Amino acids 1–299 (which comprise the catalytic domain) are identical in human, mouse and rat CK1δ, so for simplicity all structures discussed will subsequently be referred to as CK1δ regardless of genetic source. The coding sequence for CK1δ (1–299) was amplified from the murine gene and cloned into the bacterial expression vector pLIC-HTK, which encodes an N-terminal 6×His tag and a tobacco etch virus (TEV) protease cleavage site, using ligation-independent cloning (Doyle, 2005 ▶). After observing inefficient tag cleavage owing to autophosphorylation of the serine in the TEV recognition site (ENLYFQ/S), site-directed mutagenesis (Liu & Naismith, 2008 ▶) was used to change the serine to glycine, resulting in a construct that underwent complete TEV protease digestion.
Rosetta2 (DE3) pLysS competent Escherichia coli cells (Novagen) were transformed with the CK1δ (1–299) expression plasmid and grown in Terrific broth at 310 K to an OD600 of 0.8, at which point the temperature was lowered to 289 K and expression was induced by addition of IPTG to a final concentration of 1 mM. Cells were grown for 18 h post-induction, harvested by centrifugation and frozen at 193 K. Pellets were resuspended in lysis buffer consisting of 20 mM Tris pH 8.0, 500 mM NaCl, 1 mM tris-(2-carboxyethyl)phosphine, 1 mM phenylmethanesulfonyl fluoride, 1 µg ml−1 pepstatin A, 1 µg ml−1 leupeptin, 50 U ml−1 Benzonase nuclease (Novagen), lysed by sonication and clarified by centrifugation at 20 000g for 20 min. The clarified extract was applied onto a Co2+-charged 5 ml HiTrap IMAC FF column (GE Biosciences) and 6×His-CK1δ (1–299) was eluted with buffer consisting of 20 mM Tris pH 8.0, 500 mM NaCl, 500 mM imidazole. After exchanging the buffer into 50 mM Tris pH 7.5, 200 mM NaCl, 5 mM octyl-β-d-glucoside, 1 mM EDTA, 1 mM DTT using a HiTrap Desalting column (GE Biosciences), 6×His-CK1δ (1–299) was treated with ProTEV Plus protease (Promega) to remove the N-terminal 6×His tag. Finally, CK1δ (1–299) was purified using a HiLoad Superdex 200 16/60 size-exclusion column (GE Biosciences) equilibrated with 50 mM Tris pH 7.5, 200 mM NaCl, 5 mM octyl-β-d-glucoside, 1 mM EDTA, 1 mM DTT.

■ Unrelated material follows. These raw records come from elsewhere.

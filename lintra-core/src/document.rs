//! Parsed document model and top-level block projection

use crate::tree::{FieldValue, Span, TreeNode};
use serde::{Deserialize, Serialize};

/// Classification of a top-level block
#[derive(Debug, Clone, Copy, PartialEq, Eq, Serialize, Deserialize)]
#[serde(rename_all = "snake_case")]
pub enum BlockKind {
    /// Function definition, including decorators and leading comments
    FunctionDef,
    /// Class definition, including decorators and leading comments
    ClassDef,
    /// Import statement
    Import,
    /// Module docstring
    Docstring,
    /// Standalone comment
    Comment,
    /// Natural-language prose to be translated
    NaturalLanguage,
    /// Any other code statement
    Code,
}

impl BlockKind {
    /// Map a node tag to a block kind
    pub fn from_tag(tag: &str) -> Self {
        match tag {
            "function_def" | "async_function_def" => BlockKind::FunctionDef,
            "class_def" => BlockKind::ClassDef,
            "import" | "import_from" => BlockKind::Import,
            "docstring" => BlockKind::Docstring,
            "comment" => BlockKind::Comment,
            "natural_language" | "prose" => BlockKind::NaturalLanguage,
            _ => BlockKind::Code,
        }
    }

    /// True for blocks that go through the translation manager
    pub fn is_natural_language(&self) -> bool {
        matches!(self, BlockKind::NaturalLanguage)
    }

    /// True for definitions that must never be split across chunks
    pub fn is_definition(&self) -> bool {
        matches!(self, BlockKind::FunctionDef | BlockKind::ClassDef)
    }
}

/// A top-level block of a parsed document
#[derive(Debug, Clone, PartialEq, Serialize, Deserialize)]
pub struct Block {
    /// Block classification
    pub kind: BlockKind,
    /// Source text of the block
    pub content: String,
    /// First line (0-based)
    pub start_line: usize,
    /// Line one past the last line
    pub end_line: usize,
    /// First byte offset in the source
    pub start_byte: usize,
    /// Byte offset one past the block
    pub end_byte: usize,
}

impl Block {
    /// Byte length of the block's source region
    pub fn byte_len(&self) -> usize {
        self.end_byte.saturating_sub(self.start_byte)
    }
}

/// A parsed document, owned as a tagged node tree
#[derive(Debug, Clone, PartialEq, Serialize, Deserialize)]
pub struct Document {
    /// Root node; top-level blocks are its `children` field
    pub root: TreeNode,
}

impl Document {
    /// Wrap a root node
    pub fn new(root: TreeNode) -> Self {
        Self { root }
    }

    /// Total number of nodes in the tree
    pub fn node_count(&self) -> usize {
        self.root.node_count()
    }

    /// Project the root's children into ordered top-level blocks
    ///
    /// Children without a span or text field are skipped; block order
    /// follows child order.
    pub fn top_level_blocks(&self) -> Vec<Block> {
        let Some(children) = self.root.nodes_field("children") else {
            return Vec::new();
        };

        children
            .iter()
            .filter_map(|node| {
                let span = node.span?;
                let content = node.text_field("text")?.to_string();
                Some(Block {
                    kind: BlockKind::from_tag(&node.tag),
                    content,
                    start_line: span.start_line,
                    end_line: span.end_line,
                    start_byte: span.start_byte,
                    end_byte: span.end_byte,
                })
            })
            .collect()
    }

    /// Build a document from ready-made blocks
    ///
    /// Used by parsers that produce a flat block list rather than a full
    /// tree; each block becomes one child node.
    pub fn from_blocks(blocks: &[Block]) -> Self {
        let children = blocks
            .iter()
            .map(|block| {
                TreeNode::new(tag_for_kind(block.kind))
                    .with_span(Span::new(
                        block.start_line,
                        block.end_line,
                        block.start_byte,
                        block.end_byte,
                    ))
                    .with_field("text", FieldValue::Text(block.content.clone()))
            })
            .collect();
        Self {
            root: TreeNode::new("module").with_field("children", FieldValue::Nodes(children)),
        }
    }
}

fn tag_for_kind(kind: BlockKind) -> &'static str {
    match kind {
        BlockKind::FunctionDef => "function_def",
        BlockKind::ClassDef => "class_def",
        BlockKind::Import => "import",
        BlockKind::Docstring => "docstring",
        BlockKind::Comment => "comment",
        BlockKind::NaturalLanguage => "natural_language",
        BlockKind::Code => "statement",
    }
}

Purified CK1δ 1–299 was concentrated to 5 mg ml−1 for crystallization using a 10 000 molecular-weight cutoff Vivaspin centrifugal filter unit (GE Healthcare). Crystals were grown using the hanging-drop vapor-diffusion method by equilibrating a drop consisting of 1 µl CK1δ (1–299) in 50 mM Tris pH 7.5, 200 mM NaCl, 5 mM octyl-β-d-glucoside, 1 mM EDTA, 1 mM DTT mixed with 1 µl reservoir solution over a 0.7 ml reservoir consisting of 100 mM succinic acid pH 7.0, 15%(w/v) PEG 3350. Crystals appeared after 4 d at room temperature and reached maximum dimensions of 25 × 25 µm.

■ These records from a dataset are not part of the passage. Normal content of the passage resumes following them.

impl DocumentChunker {
    /// Create a chunker, rejecting invalid configurations
    pub fn new(config: ChunkerConfig, parser: Arc<dyn Parser>) -> Result<Self> {
        config.validate()?;
        Ok(Self { config, parser })
    }

    /// Split `source` into ordered chunks
    ///
    /// Inputs within `max_chunk_size` yield one chunk. Otherwise the
    /// boundary-aware path packs parsed top-level regions greedily; parse
    /// failure falls back to line windows. Overlap, when configured, is
    /// applied last.
    pub fn chunk(&self, source: &str, filename: Option<&str>) -> Result<Vec<Chunk>> {
        if source.is_empty() {
            return Ok(Vec::new());
        }

        let line_starts = line_starts(source);
        let mut chunks = if source.len() <= self.config.max_chunk_size {
            vec![make_chunk(
                source,
                &line_starts,
                0,
                source.len(),
                0,
                ChunkBoundary::Whole,
            )]
        } else if self.config.respect_boundaries {
            match self.parser.parse(source, filename) {
                Ok(parsed) => {
                    let blocks = parsed.document.top_level_blocks();
                    if blocks.is_empty() {
                        self.chunk_by_lines(source, &line_starts)
                    } else {
                        let starts: Vec<usize> =
                            blocks.iter().map(|block| block.start_byte).collect();
                        self.pack_regions(source, &line_starts, &starts)
                    }
                }
                Err(err) => {
                    tracing::warn!(error = %err, "parse failed; falling back to line chunking");
                    self.chunk_by_lines(source, &line_starts)
                }
            }
        } else {
            self.chunk_by_lines(source, &line_starts)
        };

        if self.config.overlap_lines > 0 {
            apply_overlap(source, &mut chunks, self.config.overlap_lines);
        }
        Ok(chunks)
    }

    /// Split `source` lazily with totals stamped on every chunk
    ///
    /// The full split is computed up front; the returned iterator is
    /// finite, single-pass, and not restartable.
    pub fn stream(&self, source: &str, filename: Option<&str>) -> Result<ChunkStream> {
        let mut chunks = self.chunk(source, filename)?;
        let total = chunks.len();
        for chunk in &mut chunks {
            chunk.total_count = Some(total);
        }
        Ok(ChunkStream {
            inner: chunks.into_iter(),
        })
    }

    /// Verify that the chunks partition `source` exactly
    ///
    /// Checks contiguity of the byte ranges and byte-for-byte equality of
    /// the concatenated contents with overlap stripped.
    pub fn validate_coverage(source: &str, chunks: &[Chunk]) -> Result<()> {
        if chunks.is_empty() {
            if source.is_empty() {
                return Ok(());
            }
            return Err(EngineError::ChunkingFailed {
                reason: "no chunks produced for non-empty source".to_string(),
            });
        }

        let mut expected_start = 0;
        for chunk in chunks {
            if chunk.start_byte != expected_start {
                return Err(EngineError::ChunkingFailed {
                    reason: format!(
                        "chunk {} starts at byte {} but byte {} was expected",
                        chunk.index, chunk.start_byte, expected_start
                    ),
                });
            }
            if chunk.own_content() != &source[chunk.start_byte..chunk.end_byte] {
                return Err(EngineError::ChunkingFailed {
                    reason: format!("chunk {} content diverges from its byte range", chunk.index),
                });
            }
            expected_start = chunk.end_byte;
        }
        if expected_start != source.len() {
            return Err(EngineError::ChunkingFailed {
                reason: format!(
                    "chunks cover {expected_start} of {} source bytes",
                    source.len()
                ),
            });
        }
        Ok(())
    }

    /// Greedily pack consecutive boundary regions into chunks
    ///
    /// `starts` are the top-level block start bytes in source order. A
    /// region runs from one block's start to the next block's start, so a
    /// definition is never split. A single oversized region becomes its
    /// own chunk.
    fn pack_regions(&self, source: &str, line_starts: &[usize], starts: &[usize]) -> Vec<Chunk> {
        let mut cuts: Vec<usize> = Vec::with_capacity(starts.len() + 1);
        cuts.push(0);
        // The bytes before the first block attach to the first region
        cuts.extend(starts.iter().skip(1).copied());
        cuts.push(source.len());

        let mut chunks = Vec::new();
        let mut chunk_start = 0;
        let mut chunk_size = 0;

        for window in cuts.windows(2) {
            let region_size = window[1] - window[0];
            if chunk_size > 0
                && chunk_size + region_size > self.config.max_chunk_size
                && chunk_size >= self.config.min_chunk_size
            {
                chunks.push(make_chunk(
                    source,
                    line_starts,
                    chunk_start,
                    window[0],
                    chunks.len(),
                    ChunkBoundary::Syntactic,
                ));
                chunk_start = window[0];
                chunk_size = 0;
            }
            chunk_size += region_size;
        }
        if chunk_size > 0 {
            chunks.push(make_chunk(
                source,
                line_starts,
                chunk_start,
                source.len(),
                chunks.len(),
                ChunkBoundary::Syntactic,
            ));
        }
        chunks
    }

    /// Line-window fallback with backward natural-break search
    fn chunk_by_lines(&self, source: &str, line_starts: &[usize]) -> Vec<Chunk> {
        let lines: Vec<&str> = split_keep_newlines(source);
        let mut chunks = Vec::new();
        let mut first = 0;

        while first < lines.len() {
            let mut end = first;
            let mut size = 0;
            while end < lines.len()
                && end - first < self.config.max_lines_per_chunk
                && (size == 0 || size + lines[end].len() <= self.config.max_chunk_size)
            {
                size += lines[end].len();
                end += 1;
            }

            // Forced cut mid-document: prefer a natural break inside the window
            if end < lines.len() {
                if let Some(brk) = find_natural_break(&lines, first, end) {
                    end = brk;
                }
            }

            let start_byte = line_starts[first];
            let end_byte = if end < lines.len() {
                line_starts[end]
            } else {
                source.len()
            };
            chunks.push(make_chunk(
                source,
                line_starts,
                start_byte,
                end_byte,
                chunks.len(),
                ChunkBoundary::LineWindow,
            ));
            first = end;
        }
        chunks
    }
}

/// Single-pass chunk iterator with totals stamped
pub struct ChunkStream {
    inner: std::vec::IntoIter<Chunk>,
}

impl Iterator for ChunkStream {
    type Item = Chunk;

    fn next(&mut self) -> Option<Chunk> {
        self.inner.next()
    }

    fn size_hint(&self) -> (usize, Option<usize>) {
        self.inner.size_hint()
    }
}

impl ExactSizeIterator for ChunkStream {}

/// Byte offsets at which each line starts
pub(crate) fn line_starts(source: &str) -> Vec<usize> {
    let mut starts = vec![0];
    for (offset, byte) in source.bytes().enumerate() {
        if byte == b'\n' && offset + 1 < source.len() {
            starts.push(offset + 1);
        }
    }
    starts
}

/// Index of the line containing `byte`
pub(crate) fn line_index(line_starts: &[usize], byte: usize) -> usize {
    line_starts.partition_point(|&start| start <= byte).saturating_sub(1)
}

pub(crate) fn make_chunk(
    source: &str,
    line_starts: &[usize],
    start_byte: usize,
    end_byte: usize,
    index: usize,
    boundary: ChunkBoundary,
) -> Chunk {
    let start_line = line_index(line_starts, start_byte);
    let end_line = if end_byte > start_byte {
        line_index(line_starts, end_byte - 1) + 1
    } else {
        start_line
    };
    Chunk {
        content: source[start_byte..end_byte].to_string(),
        start_line,
        end_line,
        start_byte,
        end_byte,
        index,
        total_count: None,
        metadata: ChunkMetadata::plain(boundary),
    }
}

2.2. Data collection, structure determination and refinement
Crystals were cryoprotected in mother liquor containing 25%(v/v) glycerol, mounted and flash-cooled in liquid N2. Diffraction data were collected at 100 K on Advanced Photon Source beamline 21-ID-G to a resolution of 2.41 Å. Data were indexed and scaled using HKL-2000 (Otwinowski & Minor, 1997 ▶). The structure of CK1δ (1–299) was solved by molecular replacement using Phaser (McCoy et al., 2007 ▶) with chain A of PDB entry 3uzp (apo CK1δ 1–294; Long et al., 2012a ▶) as a search model. Iterative model building using Coot (Emsley et al., 2010 ▶) and refinement using PHENIX (Adams et al., 2010 ▶) led to the final model with an R work of 21.0% and an R free of 23.7%. Individual isotropic B factors were used throughout the refinement process. Noncrystallographic symmetry was not used in either the positional or the thermal refinement. Data-collection and refinement statistics are presented in Table 1 ▶. MolProbity (Chen et al., 2010 ▶) was used for model validation. Intermolecular interfaces were analyzed with the PISA server (Krissinel & Henrick, 2007 ▶). The coordinates and structure factors have been deposited in the RCSB Protein Data Bank with PDB code 4jjr.
Table 1. Data-collection and refinement statistics.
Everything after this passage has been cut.